In late March 1987, [Gary] Hart spent a weekend on a Miami-based yacht called Monkey Business. Two young women joined the boat when it sailed to Bimini. While the boat was docked there, one of the women took a picture of Hart sitting on the pier, with the other, Donna Rice, in his lap. A month after this trip, in early May, the man who had originally invited Hart onto the boat brought the same two women to Washington. The Miami Herald had received a tip about the upcoming visit and was staking out the front of Hart’s house. (A famous profile of Hart by E. J. Dionne in The New York Times Magazine, in which Hart invited the press to “follow me around,” came out after this stakeout—not before, contrary to common belief.) A Herald reporter saw Rice and Hart going into the house through the front door and, not realizing that there was a back door, assumed—when he didn’t see her again—that she had spent the night.
Amid the resulting flap about Hart’s “character” and honesty, he quickly suspended his campaign (within a week), which effectively ended it.
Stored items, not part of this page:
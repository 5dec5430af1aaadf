use anyhow::{anyhow, Result};
use serde_json::Value;
use std::io::{Read, Write};
use std::net::TcpStream;
use std::sync::Arc;
use std::time::{Duration, Instant};
use tempfile::tempdir;

use streamsafe::api::{ApiConfig, ApiHandle, ApiServer, ApiState};
use streamsafe::config::{DetectorSettings, LiveSettings, SourceSettings};
use streamsafe::jobs::JobService;
use streamsafe::live::LiveManager;
use streamsafe::{DetectionSettings, StreamSafeProcessor};

struct Reply {
    headers: String,
    body: Vec<u8>,
}

impl Reply {
    fn status(&self) -> &str {
        self.headers.lines().next().unwrap_or("")
    }

    fn json(&self) -> Result<Value> {
        Ok(serde_json::from_slice(&self.body)?)
    }
}

struct TestApi {
    _dir: tempfile::TempDir,
    state: Arc<ApiState>,
    api_handle: Option<ApiHandle>,
}

impl TestApi {
    fn new() -> Result<Self> {
        let dir = tempdir()?;
        let source = SourceSettings {
            uri: "stub://api".to_string(),
            target_fps: 60,
            width: 160,
            height: 120,
        };
        let factory = StreamSafeProcessor::factory(DetectorSettings::default());
        let live = LiveManager::new(source.clone(), LiveSettings::default(), factory.clone());
        let jobs = JobService::new(factory.clone(), dir.path().join("out"), source, 10);
        let state = Arc::new(ApiState::new(
            live,
            jobs,
            &factory,
            DetectorSettings::default(),
            DetectionSettings::all(),
        )?);

        let api_config = ApiConfig {
            addr: "127.0.0.1:0".to_string(),
            token_path: Some(dir.path().join("api.token")),
        };
        let api_handle = ApiServer::new(api_config, state.clone()).spawn()?;

        Ok(Self {
            _dir: dir,
            state,
            api_handle: Some(api_handle),
        })
    }

    fn handle(&self) -> &ApiHandle {
        self.api_handle
            .as_ref()
            .expect("test API handle should be initialized")
    }

    fn send(&self, method: &str, path: &str, token: Option<&str>, body: Option<&str>) -> Result<Reply> {
        let mut stream = TcpStream::connect(self.handle().addr)?;
        let mut request = format!("{} {} HTTP/1.1\r\nHost: localhost\r\nConnection: close\r\n", method, path);
        if let Some(token) = token {
            request.push_str(&format!("Authorization: Bearer {}\r\n", token));
        }
        let body = body.unwrap_or("");
        request.push_str(&format!("Content-Length: {}\r\n\r\n{}", body.len(), body));
        stream.write_all(request.as_bytes())?;

        let mut raw = Vec::new();
        stream.read_to_end(&mut raw)?;
        let split = raw
            .windows(4)
            .position(|w| w == b"\r\n\r\n")
            .ok_or_else(|| anyhow!("malformed response"))?;
        Ok(Reply {
            headers: String::from_utf8_lossy(&raw[..split]).into_owned(),
            body: raw[split + 4..].to_vec(),
        })
    }

    fn call(&self, method: &str, path: &str, body: Option<&str>) -> Result<Reply> {
        let token = self.handle().token.clone();
        self.send(method, path, Some(&token), body)
    }
}

impl Drop for TestApi {
    fn drop(&mut self) {
        let _ = self.state.shutdown();
        if let Some(handle) = self.api_handle.take() {
            handle.stop().expect("failed to stop API server");
        }
    }
}

fn poll<F: FnMut() -> Result<bool>>(mut done: F) -> Result<()> {
    let deadline = Instant::now() + Duration::from_secs(15);
    while Instant::now() < deadline {
        if done()? {
            return Ok(());
        }
        std::thread::sleep(Duration::from_millis(20));
    }
    Err(anyhow!("condition not reached in time"))
}

#[test]
fn health_is_public() -> Result<()> {
    let api = TestApi::new()?;
    let reply = api.send("GET", "/api/system/health", None, None)?;
    assert!(reply.status().contains("200 OK"));
    let body = reply.json()?;
    assert_eq!(body["status"], "healthy");
    assert_eq!(body["active_streams"], 0);
    Ok(())
}

#[test]
fn token_file_matches_handle() -> Result<()> {
    let api = TestApi::new()?;
    let path = api.handle().token_path.clone().ok_or_else(|| anyhow!("no token path"))?;
    let written = std::fs::read_to_string(path)?;
    assert_eq!(written.trim(), api.handle().token);
    Ok(())
}

#[test]
fn api_rejects_missing_or_wrong_token() -> Result<()> {
    let api = TestApi::new()?;

    let reply = api.send("GET", "/api/jobs", None, None)?;
    assert!(reply.status().contains("401 Unauthorized"));
    assert_eq!(reply.json()?["error"], "missing_token");

    let wrong = "11".repeat(32);
    let reply = api.send("GET", "/api/jobs", Some(&wrong), None)?;
    assert!(reply.status().contains("401 Unauthorized"));
    assert_eq!(reply.json()?["error"], "invalid_token");
    Ok(())
}

#[test]
fn api_rejects_token_in_query() -> Result<()> {
    let api = TestApi::new()?;
    let path = format!("/api/jobs?token={}", api.handle().token);
    let reply = api.send("GET", &path, None, None)?;
    assert!(reply.status().contains("400 Bad Request"));
    assert_eq!(reply.json()?["error"], "token_query_param_not_allowed");
    Ok(())
}

#[test]
fn unknown_routes_and_methods() -> Result<()> {
    let api = TestApi::new()?;
    assert!(api.call("GET", "/api/nope", None)?.status().contains("404"));
    let reply = api.call("DELETE", "/api/jobs", None)?;
    assert!(reply.status().contains("405"));
    assert_eq!(reply.json()?["error"], "method_not_allowed");
    Ok(())
}

#[test]
fn capabilities_and_models() -> Result<()> {
    let api = TestApi::new()?;
    let caps = api.call("GET", "/api/detection/capabilities", None)?.json()?;
    let kinds = caps["detection_types"].as_array().ok_or_else(|| anyhow!("no kinds"))?;
    assert_eq!(kinds.len(), 3);
    assert_eq!(kinds[0]["kind"], "license_plates");
    assert_eq!(kinds[0]["cadence"], 1);
    assert_eq!(kinds[1]["kind"], "block_numbers");
    assert_eq!(kinds[1]["cadence"], 30);
    assert_eq!(kinds[2]["method"], "HSV");
    assert_eq!(kinds[2]["cadence"], 15);

    let models = api.call("GET", "/api/models", None)?.json()?;
    let models = models["models"].as_array().ok_or_else(|| anyhow!("no models"))?;
    assert_eq!(models.len(), 3);
    assert!(models
        .iter()
        .any(|m| m["kind"] == "street_signs" && m["backend"] == "hsv-signs"));
    Ok(())
}

#[test]
fn live_session_lifecycle() -> Result<()> {
    let api = TestApi::new()?;
    let body = r#"{"detection_settings": {"street_signs": true},
                   "stream_config": {"source": "stub://api?frames=100000"}}"#;
    let reply = api.call("POST", "/api/live/start", Some(body))?;
    assert!(reply.status().contains("200 OK"));
    let id = reply.json()?["stream_id"]
        .as_str()
        .ok_or_else(|| anyhow!("no stream id"))?
        .to_string();

    let status = api.call("GET", &format!("/api/live/{}/status", id), None)?.json()?;
    assert_eq!(status["detection_settings"]["street_signs"], true);
    assert_eq!(status["detection_settings"]["license_plates"], false);

    let updated = api
        .call(
            "PUT",
            &format!("/api/live/{}/settings", id),
            Some(r#"{"license_plates": true}"#),
        )?
        .json()?;
    assert_eq!(updated["detection_settings"]["license_plates"], true);
    assert_eq!(updated["detection_settings"]["street_signs"], false);

    let updated = api
        .call(
            "PUT",
            &format!("/api/live/{}/settings", id),
            Some(r#"{"detection_settings": {"license_plates": true, "street_signs": true}}"#),
        )?
        .json()?;
    assert_eq!(updated["detection_settings"]["license_plates"], true);
    assert_eq!(updated["detection_settings"]["street_signs"], true);

    let reply = api.call(
        "PUT",
        &format!("/api/live/{}/settings", id),
        Some(r#"{"settings": {"license_plates": false}}"#),
    )?;
    assert!(reply.status().contains("400"));
    assert_eq!(reply.json()?["error"], "invalid_settings");
    let status = api.call("GET", &format!("/api/live/{}/status", id), None)?.json()?;
    assert_eq!(status["detection_settings"]["license_plates"], true);
    assert_eq!(status["detection_settings"]["street_signs"], true);

    poll(|| {
        let reply = api.call("GET", &format!("/api/live/{}/frame?feed=original", id), None)?;
        Ok(reply.status().contains("200 OK") && reply.headers.contains("image/jpeg"))
    })?;
    let reply = api.call("GET", &format!("/api/live/{}/frame?feed=sideways", id), None)?;
    assert!(reply.status().contains("400"));

    let metrics = api.call("GET", &format!("/api/live/{}/metrics", id), None)?.json()?;
    assert!(metrics["average"].is_object());

    let stopped = api.call("POST", &format!("/api/live/{}/stop", id), None)?;
    assert!(stopped.status().contains("200 OK"));
    assert_eq!(stopped.json()?["final"]["is_streaming"], false);

    let again = api.call("POST", &format!("/api/live/{}/stop", id), None)?;
    assert!(again.status().contains("404"));
    assert_eq!(again.json()?["error"], "stream_not_found");
    Ok(())
}

#[test]
fn live_start_with_bad_source_fails() -> Result<()> {
    let api = TestApi::new()?;
    let body = r#"{"stream_config": {"source": "/does/not/exist"}}"#;
    let reply = api.call("POST", "/api/live/start", Some(body))?;
    assert!(reply.status().contains("400"));
    assert_eq!(reply.json()?["error"], "stream_start_failed");

    let reply = api.call("POST", "/api/live/start", Some("{not json"))?;
    assert_eq!(reply.json()?["error"], "invalid_json");
    Ok(())
}

#[test]
fn job_lifecycle() -> Result<()> {
    let api = TestApi::new()?;
    let body = r#"{"inputs": ["stub://job?frames=5"], "quality": "low",
                   "detection_settings": {"license_plates": true}}"#;
    let reply = api.call("POST", "/api/jobs", Some(body))?;
    assert!(reply.status().contains("200 OK"));
    let id = reply.json()?["job_id"]
        .as_str()
        .ok_or_else(|| anyhow!("no job id"))?
        .to_string();

    let status = api.call("GET", &format!("/api/jobs/{}/status", id), None)?.json()?;
    assert_eq!(status["status"], "pending");

    let start_body = format!(r#"{{"job_id": "{}"}}"#, id);
    let reply = api.call("POST", "/api/process/start", Some(&start_body))?;
    assert!(reply.status().contains("200 OK"));

    poll(|| {
        let status = api.call("GET", &format!("/api/jobs/{}/status", id), None)?.json()?;
        Ok(status["status"] == "completed")
    })?;

    let progress = api.call("GET", &format!("/api/jobs/{}/progress", id), None)?.json()?;
    assert_eq!(progress["progress"], 100.0);
    assert_eq!(progress["processed_frames"], 5);
    assert!(progress["eta_seconds"].is_null());

    let listed = api.call("GET", "/api/jobs", None)?.json()?;
    let jobs = listed["jobs"].as_array().ok_or_else(|| anyhow!("no jobs"))?;
    assert_eq!(jobs.len(), 1);
    assert_eq!(jobs[0]["kind"], "video_processing");

    let reply = api.call("POST", "/api/process/start", Some(&start_body))?;
    assert!(reply.status().contains("409"));
    assert_eq!(reply.json()?["error"], "job_not_pending");

    let reply = api.call("POST", &format!("/api/jobs/{}/cancel", id), None)?;
    assert!(reply.status().contains("409"));

    let manifest = api.call("GET", &format!("/api/jobs/{}/download", id), None)?;
    assert!(manifest.status().contains("200 OK"));
    assert!(manifest.headers.contains("application/json"));
    let frames = manifest.json()?["frames"].as_array().map(Vec::len);
    assert_eq!(frames, Some(5));

    let frame = api.call(
        "GET",
        &format!("/api/jobs/{}/download?file=frame_000005.png", id),
        None,
    )?;
    assert!(frame.headers.contains("image/png"));
    assert_eq!(&frame.body[1..4], b"PNG");

    let reply = api.call("GET", &format!("/api/jobs/{}/download?file=../api.token", id), None)?;
    assert!(reply.status().contains("400"));
    assert_eq!(reply.json()?["error"], "invalid_file");
    let reply = api.call("GET", &format!("/api/jobs/{}/download?file=missing.png", id), None)?;
    assert_eq!(reply.json()?["error"], "file_not_found");
    Ok(())
}

#[test]
fn job_errors() -> Result<()> {
    let api = TestApi::new()?;
    let reply = api.call("GET", "/api/jobs/missing/status", None)?;
    assert_eq!(reply.json()?["error"], "job_not_found");

    let reply = api.call("POST", "/api/process/start", Some(r#"{"job_id": "missing"}"#))?;
    assert!(reply.status().contains("404"));

    let reply = api.call("POST", "/api/jobs", Some(r#"{"inputs": []}"#))?;
    assert_eq!(reply.json()?["error"], "invalid_job");

    let reply = api.call(
        "POST",
        "/api/jobs",
        Some(r#"{"inputs": ["stub://x"], "output_format": "gif"}"#),
    )?;
    assert!(reply.status().contains("400"));
    assert_eq!(reply.json()?["error"], "invalid_job");

    let reply = api.call(
        "POST",
        "/api/jobs",
        Some(r#"{"inputs": ["stub://x"], "quality": "cinematic"}"#),
    )?;
    assert!(reply.status().contains("200 OK"));

    let reply = api.call("POST", "/api/jobs", Some(r#"{"inputs": ["stub://x"]}"#))?;
    let id = reply.json()?["job_id"].as_str().unwrap_or_default().to_string();
    let reply = api.call("POST", &format!("/api/jobs/{}/cancel", id), None)?;
    assert!(reply.status().contains("200 OK"));
    let status = api.call("GET", &format!("/api/jobs/{}/status", id), None)?.json()?;
    assert_eq!(status["status"], "cancelled");

    let reply = api.call("GET", &format!("/api/jobs/{}/download", id), None)?;
    assert!(reply.status().contains("409"));
    assert_eq!(reply.json()?["error"], "job_not_completed");
    let reply = api.call("GET", "/api/jobs/missing/download", None)?;
    assert_eq!(reply.json()?["error"], "job_not_found");
    Ok(())
}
Several weeks later came the part of the episode now best remembered: the photo of Hart and Rice together in Bimini, on the cover of the National Enquirer.
Considering what American culture has swallowed as irrelevant or forgivable since then, it may be difficult to imagine that allegations of a consensual extramarital affair might really have caused an otherwise-favored presidential candidate to leave the race. Yet anyone who was following American politics at the time can tell you that this occurred. For anyone who wasn’t around, there is Bai’s book and an upcoming film based on it: The Front Runner, starring Hugh Jackman as Hart.
But was the plotline of Hart’s self-destruction too perfect? Too convenient? Might the nascent Bush campaign, with [Lee] Atwater as its manager, have been looking for a way to help a potentially strong opponent leave the field?
“I thought there was something fishy about the whole thing from the very beginning,” Strother recalled. “Lee told me that he had set up the whole Monkey Business deal. ‘I did it!’ he told me. ‘I fixed Hart.’ After he called me that time, I thought, My God! It’s true!”